Task -
Taking the entries below from the top, restate each line exactly and end with the line containing "content and its".

═════ Data for processing

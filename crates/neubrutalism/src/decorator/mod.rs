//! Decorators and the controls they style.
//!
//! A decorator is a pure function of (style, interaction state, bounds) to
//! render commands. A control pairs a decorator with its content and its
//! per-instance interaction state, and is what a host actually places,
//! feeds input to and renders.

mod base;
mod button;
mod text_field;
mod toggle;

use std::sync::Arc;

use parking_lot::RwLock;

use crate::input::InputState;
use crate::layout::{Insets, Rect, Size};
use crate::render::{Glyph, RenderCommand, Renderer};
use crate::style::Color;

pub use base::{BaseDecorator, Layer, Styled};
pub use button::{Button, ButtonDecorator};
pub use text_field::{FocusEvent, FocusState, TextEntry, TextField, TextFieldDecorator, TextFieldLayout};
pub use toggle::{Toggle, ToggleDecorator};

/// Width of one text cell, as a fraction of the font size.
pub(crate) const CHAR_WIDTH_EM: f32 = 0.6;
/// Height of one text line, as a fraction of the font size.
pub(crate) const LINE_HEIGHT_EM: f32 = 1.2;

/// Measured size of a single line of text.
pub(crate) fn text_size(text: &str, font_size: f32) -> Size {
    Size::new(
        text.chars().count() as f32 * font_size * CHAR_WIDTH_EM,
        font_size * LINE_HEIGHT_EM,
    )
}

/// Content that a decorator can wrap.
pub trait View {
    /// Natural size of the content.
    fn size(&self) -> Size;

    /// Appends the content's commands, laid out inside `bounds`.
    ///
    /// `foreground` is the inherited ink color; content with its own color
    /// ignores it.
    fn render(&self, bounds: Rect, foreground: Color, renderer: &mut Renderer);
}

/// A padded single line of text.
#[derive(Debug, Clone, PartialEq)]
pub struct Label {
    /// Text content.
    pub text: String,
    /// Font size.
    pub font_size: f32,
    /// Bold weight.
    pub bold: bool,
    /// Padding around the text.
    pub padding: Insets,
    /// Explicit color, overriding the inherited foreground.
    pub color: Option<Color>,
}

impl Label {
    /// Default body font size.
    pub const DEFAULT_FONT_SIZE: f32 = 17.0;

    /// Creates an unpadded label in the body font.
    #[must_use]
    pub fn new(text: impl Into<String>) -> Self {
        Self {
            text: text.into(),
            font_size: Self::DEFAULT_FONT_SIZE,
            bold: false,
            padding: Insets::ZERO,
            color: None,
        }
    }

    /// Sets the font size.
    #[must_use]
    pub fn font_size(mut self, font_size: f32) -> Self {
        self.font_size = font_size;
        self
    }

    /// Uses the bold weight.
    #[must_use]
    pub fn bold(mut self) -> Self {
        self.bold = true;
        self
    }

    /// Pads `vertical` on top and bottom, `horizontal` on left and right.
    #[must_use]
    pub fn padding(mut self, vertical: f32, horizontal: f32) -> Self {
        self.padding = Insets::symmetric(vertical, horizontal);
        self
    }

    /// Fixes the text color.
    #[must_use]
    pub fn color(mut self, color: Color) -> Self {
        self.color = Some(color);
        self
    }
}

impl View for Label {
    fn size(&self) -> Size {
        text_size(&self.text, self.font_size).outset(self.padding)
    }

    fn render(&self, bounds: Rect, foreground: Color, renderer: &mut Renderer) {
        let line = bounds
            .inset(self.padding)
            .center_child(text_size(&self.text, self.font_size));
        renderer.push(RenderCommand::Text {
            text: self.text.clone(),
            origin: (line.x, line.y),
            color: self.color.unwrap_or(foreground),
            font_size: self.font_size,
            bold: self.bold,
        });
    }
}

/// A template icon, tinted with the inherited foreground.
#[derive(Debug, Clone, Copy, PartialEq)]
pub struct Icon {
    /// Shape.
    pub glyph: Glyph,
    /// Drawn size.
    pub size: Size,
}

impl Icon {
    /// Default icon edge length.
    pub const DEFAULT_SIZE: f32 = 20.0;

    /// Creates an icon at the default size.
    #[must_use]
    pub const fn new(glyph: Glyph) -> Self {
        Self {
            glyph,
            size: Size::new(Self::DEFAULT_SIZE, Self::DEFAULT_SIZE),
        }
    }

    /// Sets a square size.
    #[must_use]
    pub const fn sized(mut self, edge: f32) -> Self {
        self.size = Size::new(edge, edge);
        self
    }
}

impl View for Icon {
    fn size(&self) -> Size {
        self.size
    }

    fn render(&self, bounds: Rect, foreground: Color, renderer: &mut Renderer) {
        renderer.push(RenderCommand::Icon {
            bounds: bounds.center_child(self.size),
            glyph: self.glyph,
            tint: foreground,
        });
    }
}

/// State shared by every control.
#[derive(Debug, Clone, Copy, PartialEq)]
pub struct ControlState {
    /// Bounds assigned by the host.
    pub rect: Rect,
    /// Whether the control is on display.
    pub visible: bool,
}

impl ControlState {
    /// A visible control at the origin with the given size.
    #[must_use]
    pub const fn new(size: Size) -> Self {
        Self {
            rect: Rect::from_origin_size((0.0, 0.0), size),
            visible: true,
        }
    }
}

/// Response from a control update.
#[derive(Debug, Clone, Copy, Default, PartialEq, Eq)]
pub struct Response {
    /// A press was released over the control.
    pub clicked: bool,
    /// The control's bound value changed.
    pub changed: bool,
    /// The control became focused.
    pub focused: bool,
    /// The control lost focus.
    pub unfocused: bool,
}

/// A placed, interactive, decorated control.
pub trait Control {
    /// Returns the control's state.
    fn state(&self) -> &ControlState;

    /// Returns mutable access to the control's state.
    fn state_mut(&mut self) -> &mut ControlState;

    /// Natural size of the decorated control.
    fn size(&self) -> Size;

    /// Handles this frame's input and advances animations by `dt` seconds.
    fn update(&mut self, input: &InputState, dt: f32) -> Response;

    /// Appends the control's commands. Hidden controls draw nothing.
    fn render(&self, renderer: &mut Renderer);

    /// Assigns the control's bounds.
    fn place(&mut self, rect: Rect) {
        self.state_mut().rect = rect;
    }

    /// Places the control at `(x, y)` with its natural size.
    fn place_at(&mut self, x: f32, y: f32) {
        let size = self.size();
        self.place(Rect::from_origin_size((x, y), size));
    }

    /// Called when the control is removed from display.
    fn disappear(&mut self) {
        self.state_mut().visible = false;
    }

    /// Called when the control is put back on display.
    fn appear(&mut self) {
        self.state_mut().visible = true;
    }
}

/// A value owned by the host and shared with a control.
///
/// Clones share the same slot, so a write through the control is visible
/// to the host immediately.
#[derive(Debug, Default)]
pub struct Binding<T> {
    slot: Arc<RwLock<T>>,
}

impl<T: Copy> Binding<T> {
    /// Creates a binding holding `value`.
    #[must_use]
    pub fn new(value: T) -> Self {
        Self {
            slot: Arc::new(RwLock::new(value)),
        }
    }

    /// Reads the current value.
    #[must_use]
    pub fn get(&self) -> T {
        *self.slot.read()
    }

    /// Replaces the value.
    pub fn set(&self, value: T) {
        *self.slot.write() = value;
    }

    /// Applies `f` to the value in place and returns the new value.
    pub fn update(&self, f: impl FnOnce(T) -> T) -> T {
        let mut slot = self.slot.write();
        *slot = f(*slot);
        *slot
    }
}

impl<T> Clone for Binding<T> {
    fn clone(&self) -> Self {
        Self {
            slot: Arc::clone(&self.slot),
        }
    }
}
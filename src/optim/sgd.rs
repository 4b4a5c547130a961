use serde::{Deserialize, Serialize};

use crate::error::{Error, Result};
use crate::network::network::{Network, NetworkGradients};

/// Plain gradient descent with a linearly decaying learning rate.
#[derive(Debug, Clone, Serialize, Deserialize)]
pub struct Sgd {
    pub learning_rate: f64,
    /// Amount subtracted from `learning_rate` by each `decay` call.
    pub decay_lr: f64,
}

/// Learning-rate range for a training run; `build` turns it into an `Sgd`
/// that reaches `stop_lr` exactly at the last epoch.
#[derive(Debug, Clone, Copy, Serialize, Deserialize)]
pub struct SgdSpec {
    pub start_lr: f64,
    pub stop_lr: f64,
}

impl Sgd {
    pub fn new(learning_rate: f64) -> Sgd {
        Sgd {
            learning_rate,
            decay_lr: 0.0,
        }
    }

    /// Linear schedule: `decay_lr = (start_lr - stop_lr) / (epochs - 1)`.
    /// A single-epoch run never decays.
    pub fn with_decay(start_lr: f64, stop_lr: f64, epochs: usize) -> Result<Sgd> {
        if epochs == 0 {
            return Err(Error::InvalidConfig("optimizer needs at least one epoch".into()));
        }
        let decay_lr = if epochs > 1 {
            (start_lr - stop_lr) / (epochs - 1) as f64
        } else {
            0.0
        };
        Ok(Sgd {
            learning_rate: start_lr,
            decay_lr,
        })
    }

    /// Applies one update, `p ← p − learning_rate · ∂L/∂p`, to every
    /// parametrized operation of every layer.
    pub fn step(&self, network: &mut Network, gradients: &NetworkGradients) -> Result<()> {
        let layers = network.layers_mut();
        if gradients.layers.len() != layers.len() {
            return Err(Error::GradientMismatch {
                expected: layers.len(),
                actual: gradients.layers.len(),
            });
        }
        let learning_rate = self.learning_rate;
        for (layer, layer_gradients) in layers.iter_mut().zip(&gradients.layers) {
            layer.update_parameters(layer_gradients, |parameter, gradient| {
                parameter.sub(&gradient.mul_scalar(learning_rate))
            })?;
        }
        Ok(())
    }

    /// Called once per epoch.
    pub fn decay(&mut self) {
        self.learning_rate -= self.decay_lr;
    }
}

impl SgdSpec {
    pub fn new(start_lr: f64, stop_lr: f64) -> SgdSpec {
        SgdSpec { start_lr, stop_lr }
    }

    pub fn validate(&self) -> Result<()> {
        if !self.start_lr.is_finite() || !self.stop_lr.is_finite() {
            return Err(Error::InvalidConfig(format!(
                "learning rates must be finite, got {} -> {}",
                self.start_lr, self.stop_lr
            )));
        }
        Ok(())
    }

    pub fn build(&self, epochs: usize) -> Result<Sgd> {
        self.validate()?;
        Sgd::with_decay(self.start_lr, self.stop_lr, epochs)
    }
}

══════════

Response to this exercise -
filename crates/neubrutalism/src/decorator/mod.rs
//! Decorators and the controls they style.
//!
//! A decorator is a pure function of (style, interaction state, bounds) to
//! render commands. A control pairs a decorator with its content and its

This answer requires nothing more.